### Directions for this task
Every line of the material is to be duplicated precisely.
○ ○ ○ ○ ○
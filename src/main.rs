use anyhow::{Context, Result};
use clap::Parser;
use directories::ProjectDirs;
use std::path::{Path, PathBuf};
use std::process;

use parvoc::args::{Cli, Commands, ResynthArgs};
use parvoc::audio;
use parvoc::config::AnalysisConfig;
use parvoc::flags::Flags;
use parvoc::modify::Modification;
use parvoc::vocoder::pipeline;
use parvoc::vocoder::synthesis::synthesize;

fn main() {
    env_logger::init();
    if let Err(e) = run() {
        log::error!("Error: {:#}", e);
        process::exit(1);
    }
}

fn run() -> Result<()> {
    let cli = Cli::parse();

    match cli.command {
        Some(Commands::Info { input, config }) => {
            let config = load_config(config.as_deref())?;
            init_threads(&config)?;
            info(&input, &config)
        }
        None => resynthesize(cli.resynth),
    }
}

/// Explicit path, else `config.kdl` in the user config directory, else
/// defaults.
fn load_config(explicit: Option<&Path>) -> Result<AnalysisConfig> {
    if let Some(path) = explicit {
        return AnalysisConfig::load(path)
            .with_context(|| format!("Failed to load config {}", path.display()));
    }
    let default_path: Option<PathBuf> = ProjectDirs::from("com", "parvoc", "parvoc")
        .map(|dirs| dirs.config_dir().join("config.kdl"));
    match default_path {
        Some(path) if path.exists() => {
            log::info!("Using config {}", path.display());
            AnalysisConfig::load(&path)
                .with_context(|| format!("Failed to load config {}", path.display()))
        }
        _ => Ok(AnalysisConfig::default()),
    }
}

fn init_threads(config: &AnalysisConfig) -> Result<()> {
    let threads = config.threads();
    if threads > 0 {
        rayon::ThreadPoolBuilder::new()
            .num_threads(threads)
            .build_global()
            .context("Failed to configure worker threads")?;
    }
    Ok(())
}

fn info(input: &Path, config: &AnalysisConfig) -> Result<()> {
    let waveform = audio::load_waveform(input)
        .with_context(|| format!("Failed to load audio from {}", input.display()))?;
    let params = pipeline::analyze(&waveform, config).context("Analysis failed")?;
    let frames = params.frame_count();
    let voiced = params.f0.iter().filter(|&&f| f > 0.0).count();
    let ratio = if frames == 0 { 0.0 } else { voiced as f64 / frames as f64 };
    println!("sample rate:  {} Hz", waveform.sample_rate);
    println!("duration:     {:.3} s", waveform.duration());
    println!("frames:       {} ({} ms)", frames, params.frame_period);
    println!("fft size:     {}", params.fft_size());
    println!("voiced ratio: {:.3}", ratio);
    Ok(())
}

fn resynthesize(args: ResynthArgs) -> Result<()> {
    let input = args.input.context("No input file given")?;
    let output = args.output.context("No output file given")?;

    let mut config = load_config(args.config.as_deref())?;
    if let Some(estimator) = args.estimator {
        config = config.with_estimator(estimator);
    }
    if let Some(frame_period) = args.frame_period {
        config = config.with_frame_period(frame_period);
    }
    init_threads(&config)?;
    let flags: Flags = args.flags.parse().context("Failed to parse flags")?;

    let waveform = audio::load_waveform(&input)
        .with_context(|| format!("Failed to load audio from {}", input.display()))?;
    if waveform.is_empty() {
        log::warn!("Input is empty, writing an empty file");
        return audio::save_wav(&output, &[], waveform.sample_rate)
            .with_context(|| format!("Failed to save audio to {}", output.display()));
    }

    let params = pipeline::analyze(&waveform, &config).context("Analysis failed")?;
    let params = Modification::from(flags).apply(&params).context("Failed to apply flags")?;
    let samples = synthesize(&params).context("Synthesis failed")?;

    audio::save_wav(&output, &samples, waveform.sample_rate)
        .with_context(|| format!("Failed to save audio to {}", output.display()))?;
    log::info!("Wrote {} samples to {}", samples.len(), output.display());
    Ok(())
}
○ ○ ○ ○ ○
### Answer to this task
filename src/main.rs
use anyhow::{Context, Result};
use clap::Parser;
use directories::ProjectDirs;
use std::path::{Path, PathBuf};
use std::process;

use parvoc::args::{Cli, Commands, ResynthArgs};
use parvoc::audio;
use parvoc::config::AnalysisConfig;
use parvoc::flags::Flags;
use parvoc::modify::Modification;
use parvoc::vocoder::pipeline;
use parvoc::vocoder::synthesis::synthesize;

fn main() {
    env_logger::init();
    if let Err(e) = run() {
        log::error!("Error: {:#}", e);
        process::exit(1);
    }
}

fn run() -> Result<()> {
    let cli = Cli::parse();

    match cli.command {
        Some(Commands::Info { input, config }) => {
            let config = load_config(config.as_deref())?;
            init_threads(&config)?;
            info(&input, &config)
        }
        None => resynthesize(cli.resynth),
    }
}

/// Explicit path, else `config.kdl` in the user config directory, else
/// defaults.
fn load_config(explicit: Option<&Path>) -> Result<AnalysisConfig> {
    if let Some(path) = explicit {
        return AnalysisConfig::load(path)
            .with_context(|| format!("Failed to load config {}", path.display()));
    }
    let default_path: Option<PathBuf> = ProjectDirs::from("com", "parvoc", "parvoc")
        .map(|dirs| dirs.config_dir().join("config.kdl"));
    match default_path {
        Some(path) if path.exists() => {
            log::info!("Using config {}", path.display());
            AnalysisConfig::load(&path)
                .with_context(|| format!("Failed to load config {}", path.display()))
        }
        _ => Ok(AnalysisConfig::default()),
    }
}

fn init_threads(config: &AnalysisConfig) -> Result<()> {
    let threads = config.threads();
    if threads > 0 {
        rayon::ThreadPoolBuilder::new()
            .num_threads(threads)
            .build_global()
            .context("Failed to configure worker threads")?;
    }
    Ok(())
}

fn info(input: &Path, config: &AnalysisConfig) -> Result<()> {
    let waveform = audio::load_waveform(input)
        .with_context(|| format!("Failed to load audio from {}", input.display()))?;
    let params = pipeline::analyze(&waveform, config).context("Analysis failed")?;
    let frames = params.frame_count();
    let voiced = params.f0.iter().filter(|&&f| f > 0.0).count();
    let ratio = if frames == 0 { 0.0 } else { voiced as f64 / frames as f64 };
    println!("sample rate:  {} Hz", waveform.sample_rate);
    println!("duration:     {:.3} s", waveform.duration());
    println!("frames:       {} ({} ms)", frames, params.frame_period);
    println!("fft size:     {}", params.fft_size());
    println!("voiced ratio: {:.3}", ratio);
    Ok(())
}

fn resynthesize(args: ResynthArgs) -> Result<()> {
    let input = args.input.context("No input file given")?;
    let output = args.output.context("No output file given")?;

    let mut config = load_config(args.config.as_deref())?;
    if let Some(estimator) = args.estimator {
        config = config.with_estimator(estimator);
    }
    if let Some(frame_period) = args.frame_period {
        config = config.with_frame_period(frame_period);
    }
    init_threads(&config)?;
    let flags: Flags = args.flags.parse().context("Failed to parse flags")?;

    let waveform = audio::load_waveform(&input)
        .with_context(|| format!("Failed to load audio from {}", input.display()))?;
    if waveform.is_empty() {
        log::warn!("Input is empty, writing an empty file");
        return audio::save_wav(&output, &[], waveform.sample_rate)
            .with_context(|| format!("Failed to save audio to {}", output.display()));
    }

    let params = pipeline::analyze(&waveform, &config).context("Analysis failed")?;
    let params = Modification::from(flags).apply(&params).context("Failed to apply flags")?;
    let samples = synthesize(&params).context("Synthesis failed")?;

    audio::save_wav(&output, &samples, waveform.sample_rate)
        .with_context(|| format!("Failed to save audio to {}", output.display()))?;
    log::info!("Wrote {} samples to {}", samples.len(), output.display());
    Ok(())
}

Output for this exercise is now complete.